=== Section Start ===

//! Credential delivery to git child processes.
//!
//! Nothing is written to disk or placed on the command line: SSH keys go
//! through `GIT_SSH_COMMAND`, HTTP credentials through an `http.extraHeader`
//! setting passed in the `GIT_CONFIG_COUNT` environment form.

use base64::engine::general_purpose::STANDARD;
use base64::Engine as _;
use tokio::process::Command;
use updater_core::GitAuth;

/// Configure `cmd` to authenticate with `auth`.
pub fn apply(cmd: &mut Command, auth: &GitAuth) {
    for (key, value) in env_for(auth) {
        cmd.env(key, value);
    }
}

/// Environment variables carrying `auth`. Empty for [`GitAuth::None`].
pub fn env_for(auth: &GitAuth) -> Vec<(&'static str, String)> {
    match auth {
        GitAuth::None => vec![],
        GitAuth::SshKey { key_path } => vec![(
            "GIT_SSH_COMMAND",
            format!(
                "ssh -i '{}' -o IdentitiesOnly=yes -o BatchMode=yes -o StrictHostKeyChecking=accept-new",
                key_path.display().to_string().replace('\'', r"'\''")
            ),
        )],
        GitAuth::Basic { username, password } => {
            let encoded = STANDARD.encode(format!("{username}:{}", password.expose()));
            extra_header(format!("Authorization: Basic {encoded}"))
        }
        GitAuth::Bearer { token } => {
            extra_header(format!("Authorization: Bearer {}", token.expose()))
        }
    }
}

fn extra_header(value: String) -> Vec<(&'static str, String)> {
    vec![
        ("GIT_CONFIG_COUNT", "1".to_string()),
        ("GIT_CONFIG_KEY_0", "http.extraHeader".to_string()),
        ("GIT_CONFIG_VALUE_0", value),
    ]
}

=== Section End ===

The complete material above is to be retyped word for word.

TASK RESPONSE:
//! Credential delivery to git child processes.
//!
//! Nothing is written to disk or placed on the command line: SSH keys go
//! through `GIT_SSH_COMMAND`, HTTP credentials through an `http.extraHeader`
//! setting passed in the `GIT_CONFIG_COUNT` environment form.

use base64::engine::general_purpose::STANDARD;
use base64::Engine as _;
use tokio::process::Command;
use updater_core::GitAuth;

/// Configure `cmd` to authenticate with `auth`.
pub fn apply(cmd: &mut Command, auth: &GitAuth) {
    for (key, value) in env_for(auth) {
        cmd.env(key, value);
    }
}

/// Environment variables carrying `auth`. Empty for [`GitAuth::None`].
pub fn env_for(auth: &GitAuth) -> Vec<(&'static str, String)> {
    match auth {
        GitAuth::None => vec![],
        GitAuth::SshKey { key_path } => vec![(
            "GIT_SSH_COMMAND",
            format!(
                "ssh -i '{}' -o IdentitiesOnly=yes -o BatchMode=yes -o StrictHostKeyChecking=accept-new",
                key_path.display().to_string().replace('\'', r"'\''")
            ),
        )],
        GitAuth::Basic { username, password } => {
            let encoded = STANDARD.encode(format!("{username}:{}", password.expose()));
            extra_header(format!("Authorization: Basic {encoded}"))
        }
        GitAuth::Bearer { token } => {
            extra_header(format!("Authorization: Bearer {}", token.expose()))
        }
    }
}

fn extra_header(value: String) -> Vec<(&'static str, String)> {
    vec![
        ("GIT_CONFIG_COUNT", "1".to_string()),
        ("GIT_CONFIG_KEY_0", "http.extraHeader".to_string()),
        ("GIT_CONFIG_VALUE_0", value),
    ]
}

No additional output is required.